■ **Assignment**: Pull out each line of the records holding the string "RefCell".

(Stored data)
* * * * * * * * *
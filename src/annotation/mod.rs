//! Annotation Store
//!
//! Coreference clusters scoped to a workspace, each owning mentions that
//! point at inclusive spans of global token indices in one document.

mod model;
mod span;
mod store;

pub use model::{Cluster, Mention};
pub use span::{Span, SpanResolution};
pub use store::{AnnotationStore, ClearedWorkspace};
* * * * * * * * *
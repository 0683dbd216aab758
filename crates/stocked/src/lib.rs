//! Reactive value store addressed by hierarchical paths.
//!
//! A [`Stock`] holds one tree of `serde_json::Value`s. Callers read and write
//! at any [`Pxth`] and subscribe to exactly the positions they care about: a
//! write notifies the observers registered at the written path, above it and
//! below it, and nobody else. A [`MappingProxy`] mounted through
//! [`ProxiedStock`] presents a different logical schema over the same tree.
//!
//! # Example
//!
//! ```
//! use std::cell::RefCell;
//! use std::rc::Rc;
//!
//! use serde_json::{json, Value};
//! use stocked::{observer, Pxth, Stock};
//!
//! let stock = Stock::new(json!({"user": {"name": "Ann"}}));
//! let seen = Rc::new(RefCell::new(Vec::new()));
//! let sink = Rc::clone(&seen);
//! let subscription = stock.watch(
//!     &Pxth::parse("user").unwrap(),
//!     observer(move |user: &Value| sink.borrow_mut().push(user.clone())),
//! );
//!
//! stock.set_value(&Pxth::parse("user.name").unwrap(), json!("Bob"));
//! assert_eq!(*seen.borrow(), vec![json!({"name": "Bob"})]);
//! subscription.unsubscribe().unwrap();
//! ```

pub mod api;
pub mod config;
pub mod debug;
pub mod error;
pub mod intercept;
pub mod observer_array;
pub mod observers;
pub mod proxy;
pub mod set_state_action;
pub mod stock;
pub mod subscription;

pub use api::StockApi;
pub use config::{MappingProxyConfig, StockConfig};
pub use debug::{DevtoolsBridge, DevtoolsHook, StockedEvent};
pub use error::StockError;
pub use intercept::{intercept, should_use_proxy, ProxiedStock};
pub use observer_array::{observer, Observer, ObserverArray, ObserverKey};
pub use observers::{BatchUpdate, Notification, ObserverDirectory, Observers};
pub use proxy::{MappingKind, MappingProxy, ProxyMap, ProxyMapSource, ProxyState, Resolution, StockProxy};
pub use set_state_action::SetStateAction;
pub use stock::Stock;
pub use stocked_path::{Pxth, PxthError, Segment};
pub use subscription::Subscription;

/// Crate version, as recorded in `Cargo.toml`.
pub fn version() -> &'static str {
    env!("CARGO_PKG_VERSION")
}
* * * * * * * * *
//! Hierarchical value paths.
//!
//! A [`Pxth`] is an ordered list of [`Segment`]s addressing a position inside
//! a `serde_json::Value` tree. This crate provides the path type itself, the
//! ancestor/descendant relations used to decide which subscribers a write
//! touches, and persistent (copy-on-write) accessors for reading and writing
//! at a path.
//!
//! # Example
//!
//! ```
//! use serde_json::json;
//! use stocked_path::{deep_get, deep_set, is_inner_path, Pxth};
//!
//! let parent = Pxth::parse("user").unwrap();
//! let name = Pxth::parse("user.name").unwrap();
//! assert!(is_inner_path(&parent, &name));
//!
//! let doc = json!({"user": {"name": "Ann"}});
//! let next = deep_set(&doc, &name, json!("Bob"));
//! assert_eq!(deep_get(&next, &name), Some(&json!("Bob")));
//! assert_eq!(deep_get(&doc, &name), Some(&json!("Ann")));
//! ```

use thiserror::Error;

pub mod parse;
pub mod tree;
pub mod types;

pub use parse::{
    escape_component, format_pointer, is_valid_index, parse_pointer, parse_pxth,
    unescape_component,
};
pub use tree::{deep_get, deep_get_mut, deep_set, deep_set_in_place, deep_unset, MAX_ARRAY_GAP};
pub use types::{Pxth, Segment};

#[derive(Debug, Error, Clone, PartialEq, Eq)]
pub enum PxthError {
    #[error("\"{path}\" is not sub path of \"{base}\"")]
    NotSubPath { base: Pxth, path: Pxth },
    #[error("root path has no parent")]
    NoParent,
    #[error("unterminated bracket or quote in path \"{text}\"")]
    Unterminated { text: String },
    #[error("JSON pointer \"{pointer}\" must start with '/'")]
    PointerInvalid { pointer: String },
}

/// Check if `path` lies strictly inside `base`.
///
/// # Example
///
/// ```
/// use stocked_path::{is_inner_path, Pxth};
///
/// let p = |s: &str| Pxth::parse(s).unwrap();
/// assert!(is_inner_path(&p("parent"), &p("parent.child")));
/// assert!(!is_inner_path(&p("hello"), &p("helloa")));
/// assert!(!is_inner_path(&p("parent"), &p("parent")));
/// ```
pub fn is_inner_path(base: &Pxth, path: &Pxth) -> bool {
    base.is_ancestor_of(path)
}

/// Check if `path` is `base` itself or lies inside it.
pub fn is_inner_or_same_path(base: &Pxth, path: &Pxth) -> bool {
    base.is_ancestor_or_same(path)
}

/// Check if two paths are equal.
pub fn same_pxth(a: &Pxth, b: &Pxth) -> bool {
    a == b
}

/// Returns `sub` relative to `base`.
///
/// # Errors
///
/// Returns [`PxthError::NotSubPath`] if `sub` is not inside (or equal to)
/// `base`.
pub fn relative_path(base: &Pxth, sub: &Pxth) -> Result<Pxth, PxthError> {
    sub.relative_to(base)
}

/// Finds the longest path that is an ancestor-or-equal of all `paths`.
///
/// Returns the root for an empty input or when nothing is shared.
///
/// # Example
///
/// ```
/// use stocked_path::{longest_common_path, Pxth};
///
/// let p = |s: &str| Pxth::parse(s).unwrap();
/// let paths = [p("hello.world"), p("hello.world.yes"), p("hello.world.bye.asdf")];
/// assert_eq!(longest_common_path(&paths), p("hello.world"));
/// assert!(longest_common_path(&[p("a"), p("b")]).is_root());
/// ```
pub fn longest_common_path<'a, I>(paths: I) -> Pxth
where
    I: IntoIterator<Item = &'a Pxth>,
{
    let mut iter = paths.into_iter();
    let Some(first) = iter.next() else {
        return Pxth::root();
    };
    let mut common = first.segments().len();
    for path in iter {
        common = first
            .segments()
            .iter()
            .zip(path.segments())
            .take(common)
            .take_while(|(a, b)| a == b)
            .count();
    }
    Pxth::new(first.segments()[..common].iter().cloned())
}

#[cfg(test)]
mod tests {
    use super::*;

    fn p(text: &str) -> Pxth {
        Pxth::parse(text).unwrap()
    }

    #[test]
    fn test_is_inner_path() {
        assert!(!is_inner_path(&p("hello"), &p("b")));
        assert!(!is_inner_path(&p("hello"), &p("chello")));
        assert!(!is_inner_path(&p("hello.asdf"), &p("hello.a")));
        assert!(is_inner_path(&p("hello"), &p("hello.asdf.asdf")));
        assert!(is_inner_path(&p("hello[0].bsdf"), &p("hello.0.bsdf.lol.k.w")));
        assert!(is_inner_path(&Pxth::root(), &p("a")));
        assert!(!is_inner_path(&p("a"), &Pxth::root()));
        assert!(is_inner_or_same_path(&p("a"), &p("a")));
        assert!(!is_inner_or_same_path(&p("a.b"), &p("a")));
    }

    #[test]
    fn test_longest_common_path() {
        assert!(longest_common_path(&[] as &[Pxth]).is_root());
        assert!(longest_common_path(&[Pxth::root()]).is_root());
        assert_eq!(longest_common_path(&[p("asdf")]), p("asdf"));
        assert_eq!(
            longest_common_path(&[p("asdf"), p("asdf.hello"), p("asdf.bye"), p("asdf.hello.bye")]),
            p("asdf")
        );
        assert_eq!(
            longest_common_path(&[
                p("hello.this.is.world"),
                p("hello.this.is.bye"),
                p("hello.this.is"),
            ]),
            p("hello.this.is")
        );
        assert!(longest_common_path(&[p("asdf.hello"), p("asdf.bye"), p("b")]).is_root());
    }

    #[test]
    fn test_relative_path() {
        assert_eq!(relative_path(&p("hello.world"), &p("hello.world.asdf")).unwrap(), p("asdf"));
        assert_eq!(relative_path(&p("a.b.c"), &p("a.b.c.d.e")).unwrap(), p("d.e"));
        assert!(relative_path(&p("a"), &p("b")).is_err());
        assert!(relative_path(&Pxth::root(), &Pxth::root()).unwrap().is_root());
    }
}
* * * * * * * * *
■ **Task solution**:
//! use std::cell::RefCell;
//! let seen = Rc::new(RefCell::new(Vec::new()));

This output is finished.